What began as a chance discovery has evolved into a multi-phase protocol for treatment of traumatic experiences. The bilateral stimulation component (e.g., eye movements, audio tones, bilateral tapping) is believed to promote greater connectivity between the limbic/reptilian regions of the brain where traumatic memories are stuck, and the neocortex. The SAMHSA registry offers a solid, comprehensive summary of what happens in EMDR:
Treatment is provided by an EMDR therapist, who first reviews the client's history and assesses the client's readiness for EMDR. During the preparation phase, the therapist works with the client to identify a positive memory associated with feelings of safety or calm that can be used if psychological distress associated with the traumatic memory is triggered. The target traumatic memory for the treatment session is accessed with attention to image, negative belief, and body sensations. Repetitive 30-second dual-attention exercises are conducted in which the client attends to a motor task while focusing on the target traumatic memory and then on any related negative thoughts, associations, and body sensations. The most common motor task used in EMDR is side-to-side eye movements that follow the therapist's finger; however, alternating hand tapping or auditory tones delivered through headphones can be used. The exercises are repeated until the client reports no emotional distress. The EMDR therapist then asks the client to think of a preferred positive belief regarding the incident and to focus on this positive belief while continuing with the exercises. The exercises end when the client reports with confidence comfortable feelings and a positive sense of self when recalling the target trauma. The therapist and client review the client's progress and discuss scenarios or contexts that might trigger psychological distress. These triggers and positive images for appropriate future action are also targeted and processed. In addition, the therapist asks the client to keep a journal, noting any material related to the traumatic memory, and to focus on the previously identified positive safe or calm memory whenever psychological distress associated with the traumatic memory is triggered.
Most of the EMDR research is conducted with adults. However, many EMDR practitioners successfully use this intervention with children. Certain modifications are needed that take into account a child's developmental maturity.

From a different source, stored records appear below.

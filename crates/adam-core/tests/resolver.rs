//! Resolver behavior across several sources, snapshots and selection modes.

use std::collections::BTreeMap;

use adam_core::events::{OutputColumns, SourceSet, resolve};
use adam_model::{Condition, DeriveError, EventRule, EventSource, Provenance, Selection, SubjectKey};
use chrono::NaiveDate;
use polars::prelude::{Column, DataFrame, IntoColumn, NamedFrom, Series};
use proptest::prelude::*;

fn frame(columns: &[(&str, Vec<&str>)]) -> DataFrame {
    let columns: Vec<Column> = columns
        .iter()
        .map(|(name, values)| Series::new((*name).into(), values.clone()).into_column())
        .collect();
    DataFrame::new(columns).unwrap()
}

fn date(value: &str) -> NaiveDate {
    NaiveDate::parse_from_str(value, "%Y-%m-%d").unwrap()
}

fn subject(usubjid: &str) -> SubjectKey {
    SubjectKey::new("S1", usubjid)
}

fn vs_rule() -> EventRule {
    EventRule::new("vs", EventSource::dataset("VS"), "VSDTC")
        .with_order(["VSSEQ"])
        .with_provenance(Provenance::new("VS", "VSDTC").with_seq_column("VSSEQ"))
}

fn ae_rule() -> EventRule {
    EventRule::new("ae", EventSource::dataset("AE"), "AESTDTC")
        .with_order(["AESEQ"])
        .with_provenance(Provenance::new("AE", "AESTDTC").with_seq_column("AESEQ"))
}

#[test]
fn equal_dates_resolve_to_the_earlier_rule() {
    let vs = frame(&[
        ("STUDYID", vec!["S1"]),
        ("USUBJID", vec!["S"]),
        ("VSSEQ", vec!["7"]),
        ("VSDTC", vec!["2021-03-01"]),
    ]);
    let ae = frame(&[
        ("STUDYID", vec!["S1"]),
        ("USUBJID", vec!["S"]),
        ("AESEQ", vec!["3"]),
        ("AESTDTC", vec!["2021-03-01T10:00"]),
    ]);
    let sources = SourceSet::new().with_dataset("VS", vs).with_dataset("AE", ae);

    for mode in [Selection::Last, Selection::First] {
        let resolved = resolve(&sources, &[vs_rule(), ae_rule()], mode).unwrap();
        let event = resolved.get(&subject("S")).unwrap();
        assert_eq!(event.date, date("2021-03-01"));
        assert_eq!(event.event_nr, 1);
        assert_eq!(event.domain, "VS");
        assert_eq!(event.seq, Some(7));
    }

    // Swapping declaration order swaps the winner.
    let resolved = resolve(&sources, &[ae_rule(), vs_rule()], Selection::Last).unwrap();
    let event = resolved.get(&subject("S")).unwrap();
    assert_eq!(event.domain, "AE");
    assert_eq!(event.seq, Some(3));
}

#[test]
fn snapshot_candidate_beats_earlier_domain_record() {
    let vs = frame(&[
        ("STUDYID", vec!["S1"]),
        ("USUBJID", vec!["S"]),
        ("VSSEQ", vec!["1"]),
        ("VSDTC", vec!["2021-05-01"]),
    ]);
    let adsl = frame(&[
        ("STUDYID", vec!["S1"]),
        ("USUBJID", vec!["S"]),
        ("TRTEDT", vec!["2021-06-15"]),
    ]);
    let snapshot_rule = EventRule::new("adsl", EventSource::Snapshot, "TRTEDT")
        .with_condition(Condition::not_missing("TRTEDT"))
        .with_provenance(Provenance::new("ADSL", "TRTEDT"));
    let sources = SourceSet::new()
        .with_dataset("VS", vs)
        .with_snapshot(adsl.clone());

    let resolved = resolve(&sources, &[vs_rule(), snapshot_rule], Selection::Last).unwrap();
    let event = resolved.get(&subject("S")).unwrap();
    assert_eq!(event.date, date("2021-06-15"));
    assert_eq!(event.domain, "ADSL");
    assert_eq!(event.seq, None);

    let merged = resolved
        .merge_onto(&adsl, &OutputColumns::with_traceability("LSTALVDT", "LALV"))
        .unwrap();
    let names: Vec<String> = merged
        .get_column_names()
        .iter()
        .map(|name| name.to_string())
        .collect();
    assert_eq!(
        names,
        vec!["STUDYID", "USUBJID", "TRTEDT", "LSTALVDT", "LALVDOM", "LALVSEQ", "LALVVAR"]
    );
    assert_eq!(
        adam_common::cell_string(&merged, "LSTALVDT", 0),
        "2021-06-15"
    );
    assert_eq!(adam_common::cell_string(&merged, "LALVVAR", 0), "TRTEDT");
}

#[test]
fn partial_date_is_never_selected() {
    let vs = frame(&[
        ("STUDYID", vec!["S1", "S1"]),
        ("USUBJID", vec!["P", "Q"]),
        ("VSSEQ", vec!["1", "1"]),
        ("VSDTC", vec!["2021-05", "2021-05-02"]),
    ]);
    let sources = SourceSet::new().with_dataset("VS", vs);
    let resolved = resolve(&sources, &[vs_rule()], Selection::Last).unwrap();

    assert!(resolved.get(&subject("P")).is_none());
    assert_eq!(resolved.get(&subject("Q")).unwrap().date, date("2021-05-02"));
    assert_eq!(resolved.stats[0].unusable_dates, 1);
    assert_eq!(resolved.stats[0].candidates, 1);

    let roster = frame(&[("STUDYID", vec!["S1", "S1"]), ("USUBJID", vec!["P", "Q"])]);
    let merged = resolved
        .merge_onto(&roster, &OutputColumns::date_only("LSTALVDT"))
        .unwrap();
    assert_eq!(merged.height(), 2);
    assert_eq!(merged.column("LSTALVDT").unwrap().null_count(), 1);
}

#[test]
fn condition_filters_before_dates_are_read() {
    let vs = frame(&[
        ("STUDYID", vec!["S1", "S1"]),
        ("USUBJID", vec!["S", "S"]),
        ("VSSEQ", vec!["1", "2"]),
        ("VSSTRESN", vec!["120", ""]),
        ("VSDTC", vec!["2021-01-01", "2021-02-01"]),
    ]);
    let rule = vs_rule().with_condition(Condition::not_missing("VSSTRESN"));
    let sources = SourceSet::new().with_dataset("VS", vs);
    let resolved = resolve(&sources, &[rule], Selection::Last).unwrap();
    let event = resolved.get(&subject("S")).unwrap();
    assert_eq!(event.date, date("2021-01-01"));
    assert_eq!(resolved.stats[0].qualified, 1);
}

#[test]
fn same_rule_ties_follow_order_columns_in_mode_direction() {
    let vs = frame(&[
        ("STUDYID", vec!["S1", "S1", "S1"]),
        ("USUBJID", vec!["S", "S", "S"]),
        ("VSSEQ", vec!["2", "10", "1"]),
        ("VSDTC", vec!["2021-01-01", "2021-01-01", "2021-01-01"]),
    ]);
    let sources = SourceSet::new().with_dataset("VS", vs);
    let last = resolve(&sources, &[vs_rule()], Selection::Last).unwrap();
    assert_eq!(last.get(&subject("S")).unwrap().seq, Some(10));
    let first = resolve(&sources, &[vs_rule()], Selection::First).unwrap();
    assert_eq!(first.get(&subject("S")).unwrap().seq, Some(1));
}

#[test]
fn empty_rules_and_empty_sources_resolve_to_nothing() {
    let resolved = resolve(&SourceSet::new(), &[], Selection::Last).unwrap();
    assert!(resolved.is_empty());

    let empty_vs = frame(&[
        ("STUDYID", vec![]),
        ("USUBJID", vec![]),
        ("VSSEQ", vec![]),
        ("VSDTC", vec![]),
    ]);
    let sources = SourceSet::new().with_dataset("VS", empty_vs);
    let resolved = resolve(&sources, &[vs_rule()], Selection::First).unwrap();
    assert!(resolved.is_empty());
    assert_eq!(resolved.stats[0].source_rows, 0);

    let roster = frame(&[("STUDYID", vec![]), ("USUBJID", vec![])]);
    let merged = resolved
        .merge_onto(&roster, &OutputColumns::date_only("LSTALVDT"))
        .unwrap();
    assert_eq!(merged.height(), 0);
    assert!(merged.column("LSTALVDT").is_ok());
}

#[test]
fn configuration_errors_fail_the_call() {
    let vs = frame(&[
        ("STUDYID", vec!["S1"]),
        ("USUBJID", vec!["S"]),
        ("VSDTC", vec!["2021-01-01"]),
    ]);
    let sources = SourceSet::new().with_dataset("VS", vs);

    let err = resolve(&sources, &[ae_rule()], Selection::Last).unwrap_err();
    assert!(matches!(err, DeriveError::UnknownDataset { ref dataset, .. } if dataset == "AE"));

    let snapshot_rule = EventRule::new("adsl", EventSource::Snapshot, "TRTEDT");
    let err = resolve(&sources, &[snapshot_rule], Selection::Last).unwrap_err();
    assert!(matches!(err, DeriveError::MissingSnapshot { .. }));

    // VSSEQ is required by the rule's order and provenance.
    let err = resolve(&sources, &[vs_rule()], Selection::Last).unwrap_err();
    assert!(matches!(err, DeriveError::MissingColumn { ref column, .. } if column == "VSSEQ"));

    let err = resolve(&sources, &[vs_rule(), vs_rule()], Selection::Last).unwrap_err();
    assert!(matches!(err, DeriveError::DuplicateRule(ref id) if id == "vs"));
}

#[test]
fn dataset_names_are_case_insensitive() {
    let vs = frame(&[
        ("STUDYID", vec!["S1"]),
        ("USUBJID", vec!["S"]),
        ("VSSEQ", vec!["1"]),
        ("VSDTC", vec!["2021-01-01"]),
    ]);
    let sources = SourceSet::new().with_dataset("vs", vs);
    let resolved = resolve(&sources, &[vs_rule()], Selection::Last).unwrap();
    assert_eq!(resolved.len(), 1);
}

// Each record: (subject index, source A or B, date text).
fn arb_records() -> impl Strategy<Value = Vec<(usize, bool, String)>> {
    let complete = (2019i32..2023, 1u32..13, 1u32..29)
        .prop_map(|(y, m, d)| format!("{y:04}-{m:02}-{d:02}"));
    let partial = (2019i32..2023, 1u32..13).prop_map(|(y, m)| format!("{y:04}-{m:02}"));
    let junk = prop::sample::select(vec!["", "NA", "2021-02-30", "not a date"])
        .prop_map(String::from);
    let text = prop_oneof![6 => complete, 2 => partial, 1 => junk];
    prop::collection::vec((0usize..5, any::<bool>(), text), 0..40)
}

fn source_frame(records: &[&(usize, bool, String)], date_column: &str) -> DataFrame {
    let studies: Vec<&str> = records.iter().map(|_| "S1").collect();
    let subjects: Vec<String> = records.iter().map(|(s, _, _)| format!("P{s}")).collect();
    let seqs: Vec<String> = (1..=records.len()).map(|n| n.to_string()).collect();
    let dates: Vec<&str> = records.iter().map(|(_, _, d)| d.as_str()).collect();
    DataFrame::new(vec![
        Series::new("STUDYID".into(), studies).into_column(),
        Series::new("USUBJID".into(), subjects).into_column(),
        Series::new("SEQ".into(), seqs).into_column(),
        Series::new(date_column.into(), dates).into_column(),
    ])
    .unwrap()
}

proptest! {
    #[test]
    fn resolved_value_is_the_extreme_complete_date(
        records in arb_records(),
        last in any::<bool>(),
    ) {
        let mode = if last { Selection::Last } else { Selection::First };
        let a: Vec<&(usize, bool, String)> = records.iter().filter(|r| r.1).collect();
        let b: Vec<&(usize, bool, String)> = records.iter().filter(|r| !r.1).collect();
        let sources = SourceSet::new()
            .with_dataset("A", source_frame(&a, "ADTC"))
            .with_dataset("B", source_frame(&b, "BDTC"));
        let rules = [
            EventRule::new("a", EventSource::dataset("A"), "ADTC").with_order(["SEQ"]),
            EventRule::new("b", EventSource::dataset("B"), "BDTC").with_order(["SEQ"]),
        ];

        let mut expected: BTreeMap<String, NaiveDate> = BTreeMap::new();
        for (s, _, text) in &records {
            let Ok(parsed) = NaiveDate::parse_from_str(text, "%Y-%m-%d") else { continue };
            if text.len() != 10 {
                continue;
            }
            expected
                .entry(format!("P{s}"))
                .and_modify(|current| {
                    if (last && parsed > *current) || (!last && parsed < *current) {
                        *current = parsed;
                    }
                })
                .or_insert(parsed);
        }

        let resolved = resolve(&sources, &rules, mode).unwrap();
        prop_assert_eq!(resolved.len(), expected.len());
        for s in 0..5 {
            let id = format!("P{s}");
            let got = resolved.get(&subject(&id)).map(|event| event.date);
            prop_assert_eq!(got, expected.get(&id).copied());
        }

        let again = resolve(&sources, &rules, mode).unwrap();
        let first_pass: Vec<_> = resolved.iter().collect();
        let second_pass: Vec<_> = again.iter().collect();
        prop_assert_eq!(first_pass, second_pass);
    }
}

A variety of therapeutic interventions have spun-off of EMDR. As of this writing, these other approaches have not yet achieved listing in SAMHSA registry. Still, many are growing in popularity due to the positive results of ongoing research, and/or feedback from clients. These interventions include Brainspotting, Progressive Counting, The Developmental Needs Meeting Strategy, and Lifespan Integration Therapy. Websites for information about all of these approaches are listed in the Resources Section at the end of this article. There are also self-help books about various EMDR-informed tapping and rapid eye movement solutions that many survivors of trauma have found helpful. Please seek professional assistance if you feel highly distressed or overwhelmed after attempting any self-help approach.